18 fevereiro 2013

Rock, reggae, funk, skate e surf movimentam as tribos urbanas

Filhos da sociedade industrial, onde sempre germina a contestação juvenil, punks, skinheads (carecas), metaleiros (headbangers), rastas, darks e muitas outras tribos continuam presentes nas grandes metrópoles. Mesmo com toda repressão social e familiar, eles marcaram os últimos anos do final do século XX com novas formas de expressar sua revolta contra um mundo difícil e culturalmente caótico. Usam métodos discutíveis, transformam-se, estão um pouco mais dispersos e hoje começam a ser assimilados por um sistema que transforma tudo em moda e comércio. Aqui, um pouco da trajetória, idéias e comportamento das tribos urbanas.
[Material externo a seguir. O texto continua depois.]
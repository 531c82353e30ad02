mod input;
mod render;

use render::{Orientation, Report};
use spanwood::graphlib::{VertexIndex, alg};
use spanwood::{Arborescence, Edge, kruskal, total_weight};
use std::str::FromStr;
use tracing_subscriber::EnvFilter;

#[derive(Debug)]
enum CliError {
    Usage(&'static str),
    Io(std::io::Error),
    Input(input::InputError),
    Solve(spanwood::Error),
    Verify(alg::Violation),
    Json(serde_json::Error),
    Infeasible { unreachable: usize },
}

impl std::fmt::Display for CliError {
    fn fmt(&self, f: &mut std::fmt::Formatter<'_>) -> std::fmt::Result {
        match self {
            CliError::Usage(msg) => write!(f, "{msg}"),
            CliError::Io(err) => write!(f, "I/O error: {err}"),
            CliError::Input(err) => write!(f, "{err}"),
            CliError::Solve(err) => write!(f, "{err}"),
            CliError::Verify(err) => write!(f, "result is not an arborescence: {err}"),
            CliError::Json(err) => write!(f, "JSON error: {err}"),
            CliError::Infeasible { unreachable } => write!(
                f,
                "{unreachable} vertices are unreachable from the root without synthetic edges"
            ),
        }
    }
}

impl From<std::io::Error> for CliError {
    fn from(value: std::io::Error) -> Self {
        Self::Io(value)
    }
}

impl From<input::InputError> for CliError {
    fn from(value: input::InputError) -> Self {
        Self::Input(value)
    }
}

impl From<spanwood::Error> for CliError {
    fn from(value: spanwood::Error) -> Self {
        Self::Solve(value)
    }
}

impl From<alg::Violation> for CliError {
    fn from(value: alg::Violation) -> Self {
        Self::Verify(value)
    }
}

impl From<serde_json::Error> for CliError {
    fn from(value: serde_json::Error) -> Self {
        Self::Json(value)
    }
}

#[derive(Debug, Clone, Copy, Default, PartialEq, Eq)]
enum Command {
    #[default]
    Edmonds,
    Kruskal,
}

#[derive(Debug, Clone, Copy, Default, PartialEq, Eq)]
enum OutputFormat {
    #[default]
    Dot,
    Json,
}

impl FromStr for OutputFormat {
    type Err = ();

    fn from_str(s: &str) -> Result<Self, Self::Err> {
        match s.trim().to_ascii_lowercase().as_str() {
            "dot" | "gv" => Ok(Self::Dot),
            "json" => Ok(Self::Json),
            _ => Err(()),
        }
    }
}

#[derive(Debug, Default)]
struct Args {
    command: Command,
    root: Option<String>,
    inputs: Vec<String>,
    format: OutputFormat,
    pretty: bool,
    no_weights: bool,
    out: Option<String>,
    strict: bool,
    verify: bool,
    verbosity: u8,
}

fn usage() -> &'static str {
    "spanwood-cli\n\
\n\
USAGE:\n\
  spanwood-cli [edmonds] <root> <path>... [--format dot|json] [--pretty] [--no-weights] [--out <path>] [--strict] [--verify] [-v|-vv|-vvv]\n\
  spanwood-cli kruskal <path>... [--format dot|json] [--pretty] [--no-weights] [--out <path>] [-v|-vv|-vvv]\n\
\n\
NOTES:\n\
  - Each input line is `<source> <destination> <weight>`; lines with fewer tokens are skipped.\n\
  - A path of '-' reads stdin. Multiple paths are concatenated into one edge list.\n\
  - edmonds prints the minimum spanning arborescence rooted at <root>.\n\
  - kruskal prints the minimum spanning forest, ignoring edge direction.\n\
  - --strict exits with status 3 when some vertex is unreachable from the root.\n\
  - Logs go to stderr; RUST_LOG overrides the default level when no -v flag is given.\n\
"
}

fn parse_args(argv: &[String]) -> Result<Args, CliError> {
    let mut args = Args::default();
    let mut positional: Vec<String> = Vec::new();

    let mut it = argv.iter().skip(1).peekable();
    if let Some(first) = it.peek() {
        match first.as_str() {
            "edmonds" => {
                args.command = Command::Edmonds;
                it.next();
            }
            "kruskal" => {
                args.command = Command::Kruskal;
                it.next();
            }
            _ => {}
        }
    }

    while let Some(a) = it.next() {
        match a.as_str() {
            "--help" | "-h" => return Err(CliError::Usage(usage())),
            "--pretty" => args.pretty = true,
            "--no-weights" => args.no_weights = true,
            "--strict" => args.strict = true,
            "--verify" => args.verify = true,
            "-v" | "--verbose" => args.verbosity = args.verbosity.saturating_add(1),
            "-vv" => args.verbosity = args.verbosity.saturating_add(2),
            "-vvv" => args.verbosity = args.verbosity.saturating_add(3),
            "--format" => {
                let Some(fmt) = it.next() else {
                    return Err(CliError::Usage(usage()));
                };
                args.format = fmt
                    .parse::<OutputFormat>()
                    .map_err(|_| CliError::Usage(usage()))?;
            }
            "--out" => {
                let Some(out) = it.next() else {
                    return Err(CliError::Usage(usage()));
                };
                args.out = Some(out.clone());
            }
            "--" => positional.extend(it.by_ref().cloned()),
            "-" => positional.push(a.clone()),
            other if other.starts_with('-') => return Err(CliError::Usage(usage())),
            value => positional.push(value.to_string()),
        }
    }

    match args.command {
        Command::Edmonds => {
            if positional.len() < 2 {
                return Err(CliError::Usage(
                    "Need at least the root name and one file (see --help)",
                ));
            }
            args.root = Some(positional.remove(0));
        }
        Command::Kruskal => {
            if positional.is_empty() {
                return Err(CliError::Usage("Need at least one file (see --help)"));
            }
        }
    }
    args.inputs = positional;

    Ok(args)
}

fn init_logging(verbosity: u8) {
    let filter = match verbosity {
        0 => EnvFilter::try_from_default_env().unwrap_or_else(|_| EnvFilter::new("warn")),
        1 => EnvFilter::new("info"),
        2 => EnvFilter::new("debug"),
        _ => EnvFilter::new("trace"),
    };
    let _ = tracing_subscriber::fmt()
        .with_env_filter(filter)
        .with_writer(std::io::stderr)
        .with_target(false)
        .try_init();
}

fn write_text(text: &str, out: Option<&str>) -> Result<(), CliError> {
    match out {
        None => {
            print!("{text}");
            Ok(())
        }
        Some(path) => {
            std::fs::write(path, text)?;
            Ok(())
        }
    }
}

fn render_output<'a, E: Edge>(
    args: &Args,
    report: impl FnOnce() -> Report<'a>,
    edges: &[E],
    orientation: Orientation,
) -> Result<String, CliError> {
    Ok(match args.format {
        OutputFormat::Dot => render::dot(edges, orientation, !args.no_weights),
        OutputFormat::Json => render::json(&report(), args.pretty)?,
    })
}

fn run(args: &Args) -> Result<(), CliError> {
    let edges = input::read_edges(&args.inputs)?;
    let input_weight = total_weight(&edges);

    match args.command {
        Command::Edmonds => {
            let root = args.root.as_deref().unwrap_or_default();
            tracing::info!(
                "calling Edmonds' algorithm with root {root} and {} edges, total weight {input_weight}",
                edges.len()
            );
            let solved = Arborescence::solve(root, &edges)?;
            tracing::info!(
                "got {} edges out, total weight {}",
                solved.edges().len(),
                solved.total_weight()
            );

            let unreachable = solved.unreachable();
            if !unreachable.is_empty() {
                tracing::warn!(
                    "no path from {root} to {}; synthetic edges were used",
                    unreachable.join(", ")
                );
            }

            if args.verify {
                let index = VertexIndex::from_edges(&edges);
                let others = index.labels().iter().copied().filter(|v| *v != root);
                alg::verify_arborescence(root, others, solved.edges())?;
            }

            let text = render_output(
                args,
                || Report::new("edmonds", Some(root), solved.edges(), |e| e.is_synthetic()),
                solved.edges(),
                Orientation::Directed,
            )?;
            write_text(&text, args.out.as_deref())?;

            if args.strict && !solved.is_spanning() {
                return Err(CliError::Infeasible {
                    unreachable: unreachable.len(),
                });
            }
        }
        Command::Kruskal => {
            tracing::info!(
                "calling Kruskal's algorithm with {} edges, total weight {input_weight}",
                edges.len()
            );
            let forest = kruskal(&edges);
            tracing::info!(
                "got {} edges out, total weight {}",
                forest.len(),
                total_weight(&forest)
            );

            let text = render_output(
                args,
                || Report::new("kruskal", None, &forest, |_| false),
                &forest,
                Orientation::Undirected,
            )?;
            write_text(&text, args.out.as_deref())?;
        }
    }
    Ok(())
}

fn main() {
    let args = match parse_args(&std::env::args().collect::<Vec<_>>()) {
        Ok(v) => v,
        Err(CliError::Usage(msg)) => {
            eprintln!("{msg}");
            std::process::exit(2);
        }
        Err(err) => {
            eprintln!("{err}");
            std::process::exit(1);
        }
    };

    init_logging(args.verbosity);

    match run(&args) {
        Ok(()) => {}
        Err(err @ CliError::Infeasible { .. }) => {
            eprintln!("{err}");
            std::process::exit(3);
        }
        Err(err) => {
            eprintln!("{err}");
            std::process::exit(1);
        }
    }
}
As tribos de Salvador estão se organizando, deixando os guetos e a clandestinidade, para respirar em novos espaços. Eles andam em bando e vivem à procura de seus iguais pela periferia e centro da cidade. São jovens em busca de uma identidade, alguma diversão que lhes dê um estilo de vida, um ideal. Som e manifesto. Música e comportamento. Uma maneira de se vestir, de pensar, eles querem é experimentar, mesmo que não tenha método, estrutura. As tribos essencialmente musicais invadiram alguns templos noturnos da cidade para a celebração de seus rituais. São dezenas de bandas que se espalham pelos cantos da cidade.

Muitos dos seus integrantes conciliam os estilos mais inusitados. O que antes não acontecia. É o chamado “crossover”. Reggae e rock, dance music e funk, tudo misturado no caldeirão da cultura pop. A comunhão cultural ser estendeu em Salvador e pode ser vista a qualquer hora nas ruas. Dê uma olhada em sua volta e tente identificar qual o estilo que certos garotos e garotas adotam. O cinto pode ser punk, as calças seguem o estilo trash, a camiseta traz a inscrição de um grupo hip hop (ou punk ou hard rock) e, enfeitando as cabeças, um boné, de preferência com a pala voltada para trás. Uma verdadeira salada visual. Através do som, da dança e da performance as tribos se revelam. Essas tribos dificilmente dividem o mesmo perímetro urbano em Salvador e trazem numa estética sempre importada. Ser componente de uma tribo musical é, às vezes, uma forma de suplantar a pobreza a que é confinado.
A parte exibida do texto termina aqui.